[Source material — start]

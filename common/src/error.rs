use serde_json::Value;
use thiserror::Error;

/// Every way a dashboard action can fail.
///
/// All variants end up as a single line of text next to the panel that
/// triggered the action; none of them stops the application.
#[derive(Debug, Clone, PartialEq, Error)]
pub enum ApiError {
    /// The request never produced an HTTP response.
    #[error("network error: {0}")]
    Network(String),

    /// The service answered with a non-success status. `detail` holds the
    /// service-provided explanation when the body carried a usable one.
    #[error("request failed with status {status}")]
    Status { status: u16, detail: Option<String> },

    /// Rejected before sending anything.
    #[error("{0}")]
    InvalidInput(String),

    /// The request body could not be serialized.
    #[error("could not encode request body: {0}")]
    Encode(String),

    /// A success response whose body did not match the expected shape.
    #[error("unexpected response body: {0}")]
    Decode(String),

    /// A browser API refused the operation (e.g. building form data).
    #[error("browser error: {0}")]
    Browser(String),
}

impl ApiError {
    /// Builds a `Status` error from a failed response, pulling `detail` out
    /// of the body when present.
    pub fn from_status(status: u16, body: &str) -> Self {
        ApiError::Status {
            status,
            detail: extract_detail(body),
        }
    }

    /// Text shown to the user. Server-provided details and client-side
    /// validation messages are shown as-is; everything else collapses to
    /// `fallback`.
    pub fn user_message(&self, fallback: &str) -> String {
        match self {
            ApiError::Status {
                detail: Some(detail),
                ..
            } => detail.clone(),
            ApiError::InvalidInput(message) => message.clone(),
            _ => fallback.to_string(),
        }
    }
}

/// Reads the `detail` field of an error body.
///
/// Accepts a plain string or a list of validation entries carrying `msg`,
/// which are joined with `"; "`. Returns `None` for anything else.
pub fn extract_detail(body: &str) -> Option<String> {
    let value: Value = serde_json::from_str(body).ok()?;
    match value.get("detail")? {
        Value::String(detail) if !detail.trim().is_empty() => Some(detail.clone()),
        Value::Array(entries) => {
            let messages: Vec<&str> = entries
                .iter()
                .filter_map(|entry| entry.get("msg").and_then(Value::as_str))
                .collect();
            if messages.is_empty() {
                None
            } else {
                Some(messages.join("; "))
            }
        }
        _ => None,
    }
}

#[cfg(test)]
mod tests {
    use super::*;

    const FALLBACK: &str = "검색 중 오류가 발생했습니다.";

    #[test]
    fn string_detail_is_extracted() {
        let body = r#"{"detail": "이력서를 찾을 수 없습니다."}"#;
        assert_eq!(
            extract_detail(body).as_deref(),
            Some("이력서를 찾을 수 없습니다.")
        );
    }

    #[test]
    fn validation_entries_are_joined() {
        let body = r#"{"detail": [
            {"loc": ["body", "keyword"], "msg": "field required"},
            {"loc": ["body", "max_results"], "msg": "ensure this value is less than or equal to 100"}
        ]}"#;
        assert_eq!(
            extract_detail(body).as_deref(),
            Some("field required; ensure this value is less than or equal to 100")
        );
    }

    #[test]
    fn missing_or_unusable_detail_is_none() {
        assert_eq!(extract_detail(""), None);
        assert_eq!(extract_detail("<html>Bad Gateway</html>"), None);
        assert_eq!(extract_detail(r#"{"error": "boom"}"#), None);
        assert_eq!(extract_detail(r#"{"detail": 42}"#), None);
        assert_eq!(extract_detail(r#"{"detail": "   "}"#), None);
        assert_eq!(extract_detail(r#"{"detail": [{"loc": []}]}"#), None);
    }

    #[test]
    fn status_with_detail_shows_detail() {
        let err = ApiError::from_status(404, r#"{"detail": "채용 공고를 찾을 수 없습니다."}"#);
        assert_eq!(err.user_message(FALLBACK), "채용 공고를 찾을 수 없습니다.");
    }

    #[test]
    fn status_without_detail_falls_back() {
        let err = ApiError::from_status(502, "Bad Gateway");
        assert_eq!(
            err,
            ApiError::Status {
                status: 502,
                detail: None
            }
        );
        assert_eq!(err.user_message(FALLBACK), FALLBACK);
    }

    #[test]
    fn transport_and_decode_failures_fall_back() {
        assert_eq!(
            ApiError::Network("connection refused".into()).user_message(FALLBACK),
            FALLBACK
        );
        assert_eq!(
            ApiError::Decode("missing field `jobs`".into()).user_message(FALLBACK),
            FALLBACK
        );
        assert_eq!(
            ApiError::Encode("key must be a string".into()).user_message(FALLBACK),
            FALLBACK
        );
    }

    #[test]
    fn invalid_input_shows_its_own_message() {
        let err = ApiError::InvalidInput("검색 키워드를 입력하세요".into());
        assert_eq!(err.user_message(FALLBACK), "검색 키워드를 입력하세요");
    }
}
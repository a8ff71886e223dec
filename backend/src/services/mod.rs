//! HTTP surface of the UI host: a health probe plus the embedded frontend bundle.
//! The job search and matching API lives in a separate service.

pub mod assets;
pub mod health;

[Source material — finish]

Task details:
Line by line, reproduce the data exactly as given.

Response to the exercise:
filename common/src/error.rs
use serde_json::Value;
use thiserror::Error;

/// Every way a dashboard action can fail.
///
/// All variants end up as a single line of text next to the panel that
/// triggered the action; none of them stops the application.
#[derive(Debug, Clone, PartialEq, Error)]
pub enum ApiError {
    /// The request never produced an HTTP response.
    #[error("network error: {0}")]
    Network(String),

    /// The service answered with a non-success status. `detail` holds the
    /// service-provided explanation when the body carried a usable one.
    #[error("request failed with status {status}")]
    Status { status: u16, detail: Option<String> },

    /// Rejected before sending anything.
    #[error("{0}")]
    InvalidInput(String),

    /// The request body could not be serialized.
    #[error("could not encode request body: {0}")]
    Encode(String),

    /// A success response whose body did not match the expected shape.
    #[error("unexpected response body: {0}")]
    Decode(String),

    /// A browser API refused the operation (e.g. building form data).
    #[error("browser error: {0}")]
    Browser(String),
}

impl ApiError {
    /// Builds a `Status` error from a failed response, pulling `detail` out
    /// of the body when present.
    pub fn from_status(status: u16, body: &str) -> Self {
        ApiError::Status {
            status,
            detail: extract_detail(body),
        }
    }

    /// Text shown to the user. Server-provided details and client-side
    /// validation messages are shown as-is; everything else collapses to
    /// `fallback`.
    pub fn user_message(&self, fallback: &str) -> String {
        match self {
            ApiError::Status {
                detail: Some(detail),
                ..
            } => detail.clone(),
            ApiError::InvalidInput(message) => message.clone(),
            _ => fallback.to_string(),
        }
    }
}

/// Reads the `detail` field of an error body.
///
/// Accepts a plain string or a list of validation entries carrying `msg`,
/// which are joined with `"; "`. Returns `None` for anything else.
pub fn extract_detail(body: &str) -> Option<String> {
    let value: Value = serde_json::from_str(body).ok()?;
    match value.get("detail")? {
        Value::String(detail) if !detail.trim().is_empty() => Some(detail.clone()),
        Value::Array(entries) => {
            let messages: Vec<&str> = entries
                .iter()
                .filter_map(|entry| entry.get("msg").and_then(Value::as_str))
                .collect();
            if messages.is_empty() {
                None
            } else {
                Some(messages.join("; "))
            }
        }
        _ => None,
    }
}

#[cfg(test)]
mod tests {
    use super::*;

    const FALLBACK: &str = "검색 중 오류가 발생했습니다.";

    #[test]
    fn string_detail_is_extracted() {
        let body = r#"{"detail": "이력서를 찾을 수 없습니다."}"#;
        assert_eq!(
            extract_detail(body).as_deref(),
            Some("이력서를 찾을 수 없습니다.")
        );
    }

    #[test]
    fn validation_entries_are_joined() {
        let body = r#"{"detail": [
            {"loc": ["body", "keyword"], "msg": "field required"},
            {"loc": ["body", "max_results"], "msg": "ensure this value is less than or equal to 100"}
        ]}"#;
        assert_eq!(
            extract_detail(body).as_deref(),
            Some("field required; ensure this value is less than or equal to 100")
        );
    }

    #[test]
    fn missing_or_unusable_detail_is_none() {
        assert_eq!(extract_detail(""), None);
        assert_eq!(extract_detail("<html>Bad Gateway</html>"), None);
        assert_eq!(extract_detail(r#"{"error": "boom"}"#), None);
        assert_eq!(extract_detail(r#"{"detail": 42}"#), None);
        assert_eq!(extract_detail(r#"{"detail": "   "}"#), None);
        assert_eq!(extract_detail(r#"{"detail": [{"loc": []}]}"#), None);
    }

    #[test]
    fn status_with_detail_shows_detail() {
        let err = ApiError::from_status(404, r#"{"detail": "채용 공고를 찾을 수 없습니다."}"#);
        assert_eq!(err.user_message(FALLBACK), "채용 공고를 찾을 수 없습니다.");
    }

    #[test]
    fn status_without_detail_falls_back() {
        let err = ApiError::from_status(502, "Bad Gateway");
        assert_eq!(
            err,
            ApiError::Status {
                status: 502,
                detail: None
            }
        );
        assert_eq!(err.user_message(FALLBACK), FALLBACK);
    }

    #[test]
    fn transport_and_decode_failures_fall_back() {
        assert_eq!(
            ApiError::Network("connection refused".into()).user_message(FALLBACK),
            FALLBACK
        );
        assert_eq!(
            ApiError::Decode("missing field `jobs`".into()).user_message(FALLBACK),
            FALLBACK
        );
        assert_eq!(
            ApiError::Encode("key must be a string".into()).user_message(FALLBACK),
            FALLBACK
        );
    }

    #[test]
    fn invalid_input_shows_its_own_message() {
        let err = ApiError::InvalidInput("검색 키워드를 입력하세요".into());
        assert_eq!(err.user_message(FALLBACK), "검색 키워드를 입력하세요");
    }
}
repository a8ff71886e223dec
filename backend/src/services/mod.rs
//! HTTP surface of the UI host: a health probe plus the embedded frontend bundle.
//! The job search and matching API lives in a separate service.

pub mod assets;
pub mod health;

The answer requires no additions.